The Trump administration sought to block former acting attorney general Sally Yates from testifying to Congress in the House investigation into links between Russian officials and the Trump campaign….According to a series of letters reviewed by The Post, Yates was notified earlier this month by the Justice Department that the administration considers a great deal of her possible testimony to be barred from discussion in a congressional hearing because the topics are covered by the presidential communication privilege.

Furthermore, Yates was supposed to testify before the Intelligence Committee this week, defying the Trump administration – and today, news broke that House Intelligence Committee Chairman Devin Nunes had cancelled the hearing at which she would testify. [UPDATE: Nunes' office says Yates will still testify.]

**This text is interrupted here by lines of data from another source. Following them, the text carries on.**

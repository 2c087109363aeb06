//! Toast Notifications
//!
//! Renders the user-visible side of the error reporter: queued toasts are
//! drained on a short poll, shown bottom-right, and expire on their own or
//! on click.

use std::time::{Duration, Instant};

use dioxus::prelude::*;
use promptdeck_core::Toast;

use crate::context::use_error_reporter;

/// How long a toast stays on screen.
pub const TOAST_DISMISS_AFTER: Duration = Duration::from_secs(6);

/// Queue drain cadence.
const TOAST_POLL: Duration = Duration::from_millis(500);

#[derive(Clone, PartialEq)]
struct ActiveToast {
    id: u64,
    toast: Toast,
    shown_at: Instant,
}

/// Host surface for reporter toasts. Mount once, near the root.
#[component]
pub fn ToastHost() -> Element {
    let reporter = use_error_reporter();
    let mut toasts: Signal<Vec<ActiveToast>> = use_signal(Vec::new);
    let mut next_id = use_signal(|| 0u64);

    // Drain the queue and expire old toasts on one cadence
    {
        let reporter = reporter.clone();
        use_effect(move || {
            let reporter = reporter.clone();
            spawn(async move {
                loop {
                    tokio::time::sleep(TOAST_POLL).await;

                    for toast in reporter.take_pending() {
                        let id = next_id();
                        next_id.set(id + 1);
                        toasts.write().push(ActiveToast {
                            id,
                            toast,
                            shown_at: Instant::now(),
                        });
                    }

                    let expired = toasts
                        .read()
                        .iter()
                        .any(|t| t.shown_at.elapsed() >= TOAST_DISMISS_AFTER);
                    if expired {
                        toasts
                            .write()
                            .retain(|t| t.shown_at.elapsed() < TOAST_DISMISS_AFTER);
                    }
                }
            });
        });
    }

    rsx! {
        div { class: "toast-host",
            for active in toasts().into_iter() {
                {
                    let id = active.id;
                    rsx! {
                        div {
                            key: "{id}",
                            class: "toast",
                            role: "status",
                            onclick: move |_| {
                                toasts.write().retain(|t| t.id != id);
                            },
                            span { class: "toast-message", "{active.toast.message}" }
                            span { class: "toast-source", "{active.toast.source}" }
                        }
                    }
                }
            }
        }
    }
}
// Copyright 2025 Lablup Inc. and Jeongkyu Shin
//
// Licensed under the Apache License, Version 2.0 (the "License");
// you may not use this file except in compliance with the License.
// You may obtain a copy of the License at
//
//     http://www.apache.org/licenses/LICENSE-2.0
//
// Unless required by applicable law or agreed to in writing, software
// distributed under the License is distributed on an "AS IS" BASIS,
// WITHOUT WARRANTIES OR CONDITIONS OF ANY KIND, either express or implied.
// See the License for the specific language governing permissions and
// limitations under the License.

//! The authenticated session: connection establishment and the remote
//! file-system primitives consumed by the transfer code.

use std::fmt::Debug;
use std::io;
use std::net::ToSocketAddrs;
use std::path::Path;
use std::sync::Arc;

use russh::client::{Config, Handle};
use russh_sftp::client::SftpSession;
use russh_sftp::protocol::OpenFlags;
use tokio::io::AsyncWriteExt;
use zeroize::Zeroizing;

use crate::error::{Error, Result};
use crate::options::ConnectOptions;

use super::auth;
use super::handler::{HostKeyPolicy, SessionHandler};

/// An authenticated connection to one remote host exposing command
/// execution and file-transfer primitives.
///
/// A session is either fully connected (command and SFTP handles both
/// live) or [`connect`](Session::connect) fails; no partially
/// initialized session is ever returned. Sessions are not reconnected
/// automatically and are meant for single-owner sequential use.
pub struct Session {
    handle: Handle<SessionHandler>,
    sftp: SftpSession,
    host: String,
    port: u16,
    username: String,
    password: Option<Zeroizing<String>>,
}

/// One entry of a remote directory listing.
#[derive(Debug, Clone, PartialEq, Eq)]
pub struct RemoteEntry {
    pub name: String,
    pub is_dir: bool,
    pub size: Option<u64>,
}

impl Session {
    /// Connect with the permissive [`HostKeyPolicy::AcceptAll`]
    /// policy, matching classic automation tooling. Prefer
    /// [`connect_with_policy`](Session::connect_with_policy) with a
    /// pinned key or known-hosts check where the environment allows.
    pub async fn connect(options: ConnectOptions) -> Result<Self> {
        Self::connect_with_policy(options, HostKeyPolicy::AcceptAll).await
    }

    /// Connect with an explicit host-key trust policy.
    ///
    /// Dial, authentication and SFTP bring-up are all bounded by
    /// `options.timeout`. Authentication candidates are offered in
    /// preference order: password first when supplied, then the
    /// private key.
    pub async fn connect_with_policy(
        mut options: ConnectOptions,
        policy: HostKeyPolicy,
    ) -> Result<Self> {
        options.apply_defaults();
        options.validate()?;

        let addr = options.address();
        let timeout = options.timeout;
        match tokio::time::timeout(timeout, Self::establish(options, policy)).await {
            Ok(result) => result,
            Err(_) => Err(Error::ConnectTimeout { addr, timeout }),
        }
    }

    async fn establish(options: ConnectOptions, policy: HostKeyPolicy) -> Result<Self> {
        let methods = auth::candidates(&options)?;
        let addr = options.address();
        let config = Arc::new(Config::default());

        // Connection code inspired from std::net::TcpStream::connect
        // and std::net::each_addr: try every resolved address until
        // one connects.
        let socket_addrs = (options.host.as_str(), options.port)
            .to_socket_addrs()
            .map_err(|e| Error::AddressResolve {
                addr: addr.clone(),
                source: e,
            })?;
        let mut connect_res = Err(Error::AddressResolve {
            addr: addr.clone(),
            source: io::Error::new(
                io::ErrorKind::InvalidInput,
                "could not resolve to any addresses",
            ),
        });
        for socket_addr in socket_addrs {
            let handler =
                SessionHandler::new(options.host.clone(), options.port, policy.clone());
            match russh::client::connect(config.clone(), socket_addr, handler).await {
                Ok(handle) => {
                    connect_res = Ok(handle);
                    break;
                }
                Err(Error::Ssh(e)) => {
                    connect_res = Err(Error::Dial {
                        addr: addr.clone(),
                        source: e,
                    })
                }
                Err(other) => connect_res = Err(other),
            }
        }
        let mut handle = connect_res?;

        auth::authenticate(&mut handle, &options.host, &options.username, methods).await?;

        // The SFTP subsystem is brought up here so that a returned
        // session always has both halves live.
        let sftp = Self::open_sftp(&handle, &options.host).await?;

        tracing::debug!(host = %options.host, port = options.port, user = %options.username,
            "ssh session established");

        Ok(Self {
            handle,
            sftp,
            host: options.host,
            port: options.port,
            username: options.username,
            password: options.password,
        })
    }

    async fn open_sftp(handle: &Handle<SessionHandler>, host: &str) -> Result<SftpSession> {
        let channel = handle
            .channel_open_session()
            .await
            .map_err(|e| Error::Channel {
                host: host.to_string(),
                op: "open sftp channel",
                source: e,
            })?;
        channel
            .request_subsystem(true, "sftp")
            .await
            .map_err(|e| Error::Channel {
                host: host.to_string(),
                op: "request sftp subsystem",
                source: e,
            })?;
        SftpSession::new(channel.into_stream())
            .await
            .map_err(|e| Error::Sftp {
                host: host.to_string(),
                op: "handshake",
                source: e,
            })
    }

    pub fn host(&self) -> &str {
        &self.host
    }

    pub fn port(&self) -> u16 {
        self.port
    }

    pub fn username(&self) -> &str {
        &self.username
    }

    pub(crate) fn handle(&self) -> &Handle<SessionHandler> {
        &self.handle
    }

    pub(crate) fn password(&self) -> Option<&Zeroizing<String>> {
        self.password.as_ref()
    }

    /// Whether a remote path exists. Stat failures, including "no such
    /// file", are a normal `false`.
    pub async fn exists(&self, path: &str) -> bool {
        self.sftp.try_exists(path).await.unwrap_or(false)
    }

    /// Whether a remote path exists and is a directory. Stat failures
    /// are a normal `false`.
    pub async fn is_dir(&self, path: &str) -> bool {
        match self.sftp.metadata(path).await {
            Ok(attrs) => attrs.is_dir(),
            Err(_) => false,
        }
    }

    /// Whether a remote directory has no entries.
    pub async fn is_empty_dir(&self, path: &str) -> Result<bool> {
        let entries = self.sftp.read_dir(path).await.map_err(|e| Error::Sftp {
            host: self.host.clone(),
            op: "read_dir",
            source: e,
        })?;
        Ok(entries
            .into_iter()
            .all(|entry| entry.file_name() == "." || entry.file_name() == ".."))
    }

    /// List a remote directory, skipping `.` and `..`.
    pub async fn read_dir(&self, path: &str) -> Result<Vec<RemoteEntry>> {
        let entries = self.sftp.read_dir(path).await.map_err(|e| Error::Sftp {
            host: self.host.clone(),
            op: "read_dir",
            source: e,
        })?;

        let mut listing = Vec::new();
        for entry in entries {
            let name = entry.file_name();
            if name == "." || name == ".." {
                continue;
            }
            listing.push(RemoteEntry {
                is_dir: entry.file_type().is_dir(),
                size: entry.metadata().size,
                name,
            });
        }
        Ok(listing)
    }

    /// Create a remote directory and any missing parents. An already
    /// existing directory at any level is not an error.
    pub async fn mkdir_all(&self, path: &str) -> Result<()> {
        let components: Vec<&str> = path.split('/').filter(|c| !c.is_empty()).collect();
        let mut current = String::new();
        if path.starts_with('/') {
            current.push('/');
        }

        for component in components {
            if !current.is_empty() && !current.ends_with('/') {
                current.push('/');
            }
            current.push_str(component);

            if let Err(e) = self.sftp.create_dir(&current).await {
                // Tolerate directories that already exist; anything
                // else is a real failure.
                match self.sftp.metadata(&current).await {
                    Ok(attrs) if attrs.is_dir() => {}
                    _ => {
                        return Err(Error::RemoteMkdir {
                            path: current,
                            source: e,
                        })
                    }
                }
            }
        }
        Ok(())
    }

    /// Write a local file to a remote path, creating or truncating the
    /// target, full content in one pass.
    pub async fn write_file(&self, local: &Path, remote: &str) -> Result<()> {
        let contents = tokio::fs::read(local).await.map_err(|e| Error::LocalRead {
            path: local.to_path_buf(),
            source: e,
        })?;

        let mut file = self
            .sftp
            .open_with_flags(
                remote,
                OpenFlags::CREATE | OpenFlags::TRUNCATE | OpenFlags::WRITE,
            )
            .await
            .map_err(|e| Error::Sftp {
                host: self.host.clone(),
                op: "open for write",
                source: e,
            })?;

        let write = async {
            file.write_all(&contents).await?;
            file.flush().await?;
            file.shutdown().await
        }
        .await;
        write.map_err(|e| Error::RemoteWrite {
            path: remote.to_string(),
            source: e,
        })
    }

    /// Close the connection. Further operations on this session fail.
    pub async fn disconnect(&self) -> Result<()> {
        self.handle
            .disconnect(russh::Disconnect::ByApplication, "", "")
            .await
            .map_err(Error::Ssh)
    }

    pub fn is_closed(&self) -> bool {
        self.handle.is_closed()
    }
}

impl Debug for Session {
    fn fmt(&self, f: &mut std::fmt::Formatter<'_>) -> std::fmt::Result {
        f.debug_struct("Session")
            .field("host", &self.host)
            .field("port", &self.port)
            .field("username", &self.username)
            .field("password", &self.password.as_ref().map(|_| "[REDACTED]"))
            .finish()
    }
}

The media’s theory: a cover-up is in progress.

That theory gained new life thanks to Nunes’ newly-uncovered secretive visit to the White House, where he met with an unspecified official who presented him with intelligence information regarding the Trump team and Russia, the day before Nunes said publicly that the intelligence community had surveilled Team Trump. Nunes said that he went to the White House in order to use a secure computer for perusing intelligence information – but as Lachlan Markay of The Daily Beast points out, “This is real shady. The House Intel Committee has its own SCIF. There’d be no need to use the one at the WH.”

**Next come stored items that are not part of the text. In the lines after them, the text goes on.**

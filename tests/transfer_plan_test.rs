// Copyright 2025 Lablup Inc. and Jeongkyu Shin
//
// Licensed under the Apache License, Version 2.0 (the "License");
// you may not use this file except in compliance with the License.
// You may obtain a copy of the License at
//
//     http://www.apache.org/licenses/LICENSE-2.0
//
// Unless required by applicable law or agreed to in writing, software
// distributed under the License is distributed on an "AS IS" BASIS,
// WITHOUT WARRANTIES OR CONDITIONS OF ANY KIND, either express or implied.
// See the License for the specific language governing permissions and
// limitations under the License.

//! The transfer decision table against real local files, with the
//! remote side's resolved kind supplied directly.

use std::fs;
use std::path::Path;

use anyhow::Result;
use expectssh::transfer::path::{base_name, posix_join};
use expectssh::transfer::plan::{transfer_plan, EntryKind, TransferPlan};
use expectssh::PrecheckError;

#[test]
fn local_kinds_resolve_from_the_file_system() -> Result<()> {
    let dir = tempfile::tempdir()?;
    let file = dir.path().join("a.txt");
    fs::write(&file, b"hello")?;

    assert_eq!(EntryKind::of_local(&file), EntryKind::File);
    assert_eq!(EntryKind::of_local(dir.path()), EntryKind::Directory);
    assert_eq!(
        EntryKind::of_local(&dir.path().join("ghost")),
        EntryKind::Missing
    );
    Ok(())
}

#[test]
fn file_into_existing_remote_directory() -> Result<()> {
    let dir = tempfile::tempdir()?;
    let file = dir.path().join("a.txt");
    fs::write(&file, b"hello")?;

    let plan = transfer_plan(
        &file,
        EntryKind::of_local(&file),
        "/tmp/",
        EntryKind::Directory,
    )?;
    assert_eq!(
        plan,
        TransferPlan::File {
            destination: "/tmp/a.txt".into()
        }
    );
    Ok(())
}

#[test]
fn file_to_fresh_remote_path_is_exact() -> Result<()> {
    let dir = tempfile::tempdir()?;
    let file = dir.path().join("a.txt");
    fs::write(&file, b"hello")?;

    let plan = transfer_plan(
        &file,
        EntryKind::of_local(&file),
        "/tmp/b.txt",
        EntryKind::Missing,
    )?;
    assert_eq!(
        plan,
        TransferPlan::File {
            destination: "/tmp/b.txt".into()
        }
    );
    Ok(())
}

#[test]
fn directory_tree_lands_under_fresh_destination() -> Result<()> {
    let dir = tempfile::tempdir()?;
    let proj = dir.path().join("proj");
    fs::create_dir(&proj)?;
    fs::write(proj.join("x.txt"), b"x")?;

    let plan = transfer_plan(
        &proj,
        EntryKind::of_local(&proj),
        "/tmp/out",
        EntryKind::Missing,
    )?;
    let TransferPlan::Tree { root } = plan else {
        panic!("expected a tree plan");
    };
    assert_eq!(root, "/tmp/out");
    // Inside the walk each entry joins onto the root.
    assert_eq!(posix_join(&root, "x.txt"), "/tmp/out/x.txt");
    Ok(())
}

#[test]
fn directory_tree_nests_inside_existing_destination() -> Result<()> {
    let dir = tempfile::tempdir()?;
    let proj = dir.path().join("proj");
    fs::create_dir(&proj)?;
    fs::write(proj.join("x.txt"), b"x")?;

    let plan = transfer_plan(
        &proj,
        EntryKind::of_local(&proj),
        "/tmp",
        EntryKind::Directory,
    )?;
    let TransferPlan::Tree { root } = plan else {
        panic!("expected a tree plan");
    };
    assert_eq!(root, "/tmp/proj");
    assert_eq!(posix_join(&root, "x.txt"), "/tmp/proj/x.txt");
    Ok(())
}

#[test]
fn directory_onto_remote_file_fails_without_remote_mutation() -> Result<()> {
    let dir = tempfile::tempdir()?;
    let proj = dir.path().join("proj");
    fs::create_dir(&proj)?;

    let err = transfer_plan(
        &proj,
        EntryKind::of_local(&proj),
        "/tmp/existing.txt",
        EntryKind::File,
    )
    .unwrap_err();
    assert!(matches!(err, PrecheckError::DestinationIsFile(_)));
    Ok(())
}

#[test]
fn empty_paths_fail_before_any_io() {
    let err = transfer_plan(Path::new(""), EntryKind::Missing, "/tmp", EntryKind::Directory)
        .unwrap_err();
    assert!(matches!(err, PrecheckError::EmptySource));

    let err = transfer_plan(Path::new("a.txt"), EntryKind::File, "", EntryKind::Missing)
        .unwrap_err();
    assert!(matches!(err, PrecheckError::EmptyDestination));
}

#[test]
fn missing_source_fails() {
    let err = transfer_plan(
        Path::new("no/such/file"),
        EntryKind::Missing,
        "/tmp",
        EntryKind::Directory,
    )
    .unwrap_err();
    assert!(matches!(err, PrecheckError::SourceMissing(_)));
}

#[test]
fn base_name_drives_the_nested_layout() {
    assert_eq!(base_name("deep/nested/proj"), "proj");
    assert_eq!(posix_join("/tmp", base_name("deep/nested/proj")), "/tmp/proj");
}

Nunes’ defense is that the information was only available to the executive branch, and that as chair of the House Intelligence Committee, Nunes can see such material. Nunes hasn’t revealed what intelligence official communicated the information to him. And as The Weekly Standard reports, “Unknown, too, is what sort of protocols for revealing these classified documents did Nunes's source have to abide by in order to allow Nunes access to the system for executive-branch only reports. Nunes spokesman Jack Langer declined to comment, and a senior White House aide claims to be unaware of any such protocols.” The next day, Nunes went to brief Trump on the material he saw, all before informing his colleagues on the House Intelligence Committee.

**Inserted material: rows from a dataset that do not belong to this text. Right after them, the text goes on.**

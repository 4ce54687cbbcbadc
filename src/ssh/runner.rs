// Copyright 2025 Lablup Inc. and Jeongkyu Shin
//
// Licensed under the Apache License, Version 2.0 (the "License");
// you may not use this file except in compliance with the License.
// You may obtain a copy of the License at
//
//     http://www.apache.org/licenses/LICENSE-2.0
//
// Unless required by applicable law or agreed to in writing, software
// distributed under the License is distributed on an "AS IS" BASIS,
// WITHOUT WARRANTIES OR CONDITIONS OF ANY KIND, either express or implied.
// See the License for the specific language governing permissions and
// limitations under the License.

//! Watched command execution over a PTY channel.

use std::time::Duration;

use russh::client::Msg;
use russh::{Channel, ChannelMsg, Pty};

use crate::error::{Error, Result};

use super::session::Session;
use super::watcher::{PromptScanner, Watcher};

/// Terminal type requested for the remote PTY.
const TERM: &str = "xterm";
/// Fixed PTY geometry; no window-change handling.
const PTY_COLS: u32 = 80;
const PTY_ROWS: u32 = 40;
/// Nominal line speed, high enough not to throttle output.
const PTY_BAUD: u32 = 144_000;

/// Options for a single [`Session::run_with_options`] call.
#[derive(Debug, Clone, Default)]
pub struct RunOptions {
    /// Prompt watchers evaluated against the command's output.
    pub watchers: Vec<Watcher>,
    /// Bounded wait for the whole command. On expiry the channel is
    /// torn down and the session should be discarded.
    pub timeout: Option<Duration>,
}

/// Captured output of a finished (or failed) remote command.
#[derive(Debug, Clone, Default, PartialEq, Eq)]
pub struct CommandOutput {
    pub stdout: Vec<u8>,
    pub stderr: Vec<u8>,
}

impl CommandOutput {
    pub fn stdout_lossy(&self) -> String {
        String::from_utf8_lossy(&self.stdout).into_owned()
    }

    pub fn stderr_lossy(&self) -> String {
        String::from_utf8_lossy(&self.stderr).into_owned()
    }
}

/// Everything the drain task brings back across the join barrier.
struct DrainedChannel {
    stdout: Vec<u8>,
    stderr: Vec<u8>,
    exit_status: Option<u32>,
    write_error: Option<russh::Error>,
}

/// PTY modes for non-interactive automation: echo off so injected
/// responses never appear in the captured output.
fn pty_modes() -> Vec<(Pty, u32)> {
    vec![
        (Pty::ECHO, 0),
        (Pty::TTY_OP_ISPEED, PTY_BAUD),
        (Pty::TTY_OP_OSPEED, PTY_BAUD),
    ]
}

/// Widen PATH so commands resolve in the non-login shell sshd spawns.
fn with_path_prefix(command: &str) -> String {
    format!("PATH=$PATH:/usr/bin:/usr/sbin {command}")
}

impl Session {
    /// Execute a remote command, returning its combined captured
    /// output once it has exited and its output is fully drained.
    pub async fn run(&self, command: &str) -> Result<CommandOutput> {
        self.run_with_options(command, RunOptions::default()).await
    }

    /// Execute a remote command with prompt watchers and an optional
    /// time limit.
    ///
    /// The command runs under a PTY with echo disabled; stdout is
    /// streamed through the watchers byte by byte while stderr is
    /// captured directly. The call returns only after the channel is
    /// fully drained, so the output is complete even when the command
    /// exits before the last bytes are read.
    ///
    /// A non-zero exit status is reported as
    /// [`Error::CommandFailed`] carrying the captured output.
    pub async fn run_with_options(
        &self,
        command: &str,
        options: RunOptions,
    ) -> Result<CommandOutput> {
        let full_command = with_path_prefix(command);
        tracing::debug!(host = %self.host(), command, watchers = options.watchers.len(),
            "executing remote command");

        let channel = self.open_exec_channel(&full_command).await?;

        let mut drain = tokio::spawn(drain_channel(channel, options.watchers));
        let drained = if let Some(limit) = options.timeout {
            match tokio::time::timeout(limit, &mut drain).await {
                Ok(joined) => joined,
                Err(_) => {
                    // Dropping the channel inside the aborted task
                    // closes it and unblocks the remote side.
                    drain.abort();
                    return Err(Error::CommandTimeout {
                        host: self.host().to_string(),
                        command: command.to_string(),
                        timeout: limit,
                    });
                }
            }
        } else {
            drain.await
        }
        .map_err(|e| Error::Drain {
            host: self.host().to_string(),
            source: e,
        })?;

        let output = CommandOutput {
            stdout: drained.stdout,
            stderr: drained.stderr,
        };

        if let Some(source) = drained.write_error {
            return Err(Error::ResponseWrite {
                host: self.host().to_string(),
                source,
                output,
            });
        }

        match drained.exit_status {
            Some(0) => Ok(output),
            Some(exit_status) => Err(Error::CommandFailed {
                host: self.host().to_string(),
                command: command.to_string(),
                exit_status,
                output,
            }),
            None => Err(Error::NoExitStatus {
                host: self.host().to_string(),
                command: command.to_string(),
                output,
            }),
        }
    }

    /// Open a session channel, request the PTY and start the command.
    /// Each failure aborts before the command runs.
    async fn open_exec_channel(&self, full_command: &str) -> Result<Channel<Msg>> {
        let channel_err = |op: &'static str| {
            let host = self.host().to_string();
            move |e: russh::Error| Error::Channel {
                host,
                op,
                source: e,
            }
        };

        let channel = self
            .handle()
            .channel_open_session()
            .await
            .map_err(channel_err("open"))?;
        channel
            .request_pty(false, TERM, PTY_COLS, PTY_ROWS, 0, 0, &pty_modes())
            .await
            .map_err(channel_err("request pty"))?;
        channel
            .exec(true, full_command)
            .await
            .map_err(channel_err("exec"))?;
        Ok(channel)
    }
}

/// Drain a running command's channel: scan stdout through the
/// watchers, answer prompts on the same channel, capture stderr and
/// the exit status.
///
/// The exit-status message can arrive before trailing data, so the
/// loop keeps reading until the channel itself ends; that is the EOF
/// signal.
async fn drain_channel(mut channel: Channel<Msg>, watchers: Vec<Watcher>) -> DrainedChannel {
    let mut scanner = PromptScanner::new(watchers);
    let mut stderr = Vec::new();
    let mut exit_status = None;
    let mut write_error: Option<russh::Error> = None;

    while let Some(msg) = channel.wait().await {
        match msg {
            ChannelMsg::Data { ref data } => {
                for &byte in data.iter() {
                    let Some(responses) = scanner.feed(byte) else {
                        continue;
                    };
                    for response in responses {
                        if write_error.is_some() {
                            continue;
                        }
                        if let Err(e) = channel.data(&response[..]).await {
                            tracing::warn!(error = %e, "failed to answer remote prompt");
                            write_error = Some(e);
                        }
                    }
                }
            }
            ChannelMsg::ExtendedData { ref data, ext } if ext == 1 => {
                stderr.extend_from_slice(data);
            }
            ChannelMsg::ExitStatus { exit_status: code } => exit_status = Some(code),
            _ => {}
        }
    }

    DrainedChannel {
        stdout: scanner.into_output(),
        stderr,
        exit_status,
        write_error,
    }
}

But why didn’t that intelligence official, who works for President Trump, just go talk to President Trump directly?

Nunes’ activities can be read as innocent, wild incompetence or nefarious scheming. And the attempts to stop Yates from testifying could be seen as an obvious attempt to stop her from simply railing against Trump on the basis of speculation. Remember, Yates was fired after refusing to defend Trump’s travel ban, and she’s an Obama holdover.

None of this answers the simplest question of all: why is there no fire with all this smoke? We’ve been hearing for weeks that the Deep State has information on Trump-Russia connections that would call into question whether the Trump team coordinated with the Putin team during the election. So far, we haven’t seen a shred of evidence to that effect. We keep hearing that the Trump transition team was making all sort of concessions to Russia in some sort of quid pro quo – and yet we haven’t seen any evidence of a quid or a quo.

So, let’s imagine a counterfactual to the Left’s agenda. Let’s imagine that Obama intelligence community members are widely dispersing information that’s suggestive but not actually condemnatory (this part we already know). And let’s assume that Nunes found out about it from someone in the intelligence community who doesn’t want to speak directly to Trump for fear of Trump’s blunderbuss approach to politics. Nunes goes to the White House to speak to that person. Nunes then refuses to allow Yates’ open testimony because she has a record of demagoguery with regard to Trump.

That’s certainly as plausible as the cover-up routine. But the media refuses to acknowledge such a possibility, despite the fact that it squares with the evidence at least as well as the scandal and conspiracy theory.

There’s a lack of trust on all sides here, and that seems deserved. In the end, a select committee may need to take a look at all of this for purposes of public trust. But the media have an obligation to keep themselves from jumping to the most anti-Trump conclusion without the goods to back it up.